Халиф окинул взглядом заваленный бумагами стол и остановился на бронзовой фигурке орла с распростертыми крыльями.
— Не стоит. Я все понял.
— Наша с Аднаном вражда не имеет к тебе никакого отношения. И я уж точно не хочу превращать тебя в орудие борьбы в этой войне. — Гектор положил ладонь на папку, содержимое которой просматривал минуту назад. — Обо мне говорят много плохого, Ливий, и большая часть этого — чистая правда. Я забирал чужие деньги, убивал близких друзей, предавал союзников. Я не думал только об одном: что будет, когда я взберусь на вершину. И вот я здесь, на самом верху. У меня есть все, о чем мечтал, от денег до власти.

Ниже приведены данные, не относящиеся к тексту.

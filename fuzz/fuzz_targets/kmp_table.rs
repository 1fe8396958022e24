// Copyright 2025-present Harīṣh Tummalachērla
// SPDX-License-Identifier: Apache-2.0

//! Fuzz target for backtrack table construction.
//!
//! Every entry must equal the brute-force longest proper border, and no entry
//! may point at or past its own index.

#![no_main]

use heapmatch::kmp::backtrack_table;
use heapmatch::verify::validate_backtrack_table;
use libfuzzer_sys::fuzz_target;

fuzz_target!(|needle: &[u8]| {
    if needle.is_empty() || needle.len() > 256 {
        return;
    }

    let table = backtrack_table(needle);
    assert_eq!(table.len(), needle.len());
    assert_eq!(table[0], None, "first entry must restart the needle");

    for (i, entry) in table.iter().enumerate().skip(1) {
        match entry {
            Some(k) => assert!(*k < i, "entry {} points forward to {}", i, k),
            None => panic!("entry {} is None but only index 0 may restart", i),
        }
    }

    if let Err(e) = validate_backtrack_table(needle, &table) {
        panic!("{} (needle {:?})", e, needle);
    }
});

Но я болен, одинок, никому не верю, плохо сплю и каждую минуту оглядываюсь по сторонам, ожидая пули или удара ножом. Женщина, которую я люблю, приезжает сюда только тогда, когда у нее нет других, более важных дел — а чаще всего она их находит. Я забыл, как звучат голоса моих сыновей в телефонной трубке, не помню, как выглядят письма, написанные их почерком, не говоря уж об их лицах. Твой поступок — не задумываясь, рискнуть всем ради своих друзей — восхитил меня не потому, что ты смелый и решительный парень. Я смотрю на тебя и думаю, что хотя бы в ком-то, кто находится рядом со мной, осталось что-то благородное. Честное. Человеческое, если хочешь. Что кто-то до сих пор знает, что такое настоящая дружба и верность. И я считаю, что у таких ребят, как ты, должно быть будущее, Ливий. Я хочу дать тебе шанс. Реальный шанс, а не замки из тумана и обещания, которые, может статься, никогда не станут явью. Возьми с собой всех, кого пожелаешь. Северина, Фуада, Насира. Когда-нибудь криминальный мир забудет про законы чести, и им будут править только деньги. Но такие мужчины, как ты, продолжат жить в соответствии с нашими законами, даже если против них поднимется целый свет. Вы — наше будущее. В противовес сосункам, которые прячутся за спинами своих покровителей и ждут, пока кто-то решит их проблемы.
Ливий молчал, по-прежнему глядя на орла. Статуэтка была старой, и кое-где ее покрывали зеленые пятна. За завтраком он был полон решимости уйти отсюда прямо сегодня, пусть и на своих двоих, не задумываясь об опасностях, которые таит пустыня, но теперь прежней уверенности не чувствовал. Что его ждет по возвращении в Алжир? Корона, которой восточный король работорговцев Аднан Саркис отметит своего главного прихлебателя? Игры тявкающих друг на друга мальчишек? Что изменится после того, как он станет королем? Аднан по-прежнему будет тянуть его за поводок. При учете нового статуса — даже чаще, чем обычно.
— Я должен подумать, мистер Минц.
— Взгляни. Кое-кто рассказал мне, что ты просишь расписки даже в тех случаях, когда кто-то одалживает тебе пару долларов. И в чем-то ты прав. Документы придают сделкам вес.
С этими словами румын положил перед Халифом бумагу, извлеченную из тонкой папки. Гость пробежал написанное глазами и медленно поднял голову.
— Это часть моего завещания, — пояснил Гектор. — Мой юрист уже внес изменения. Осталась самая малость. Твоя подпись.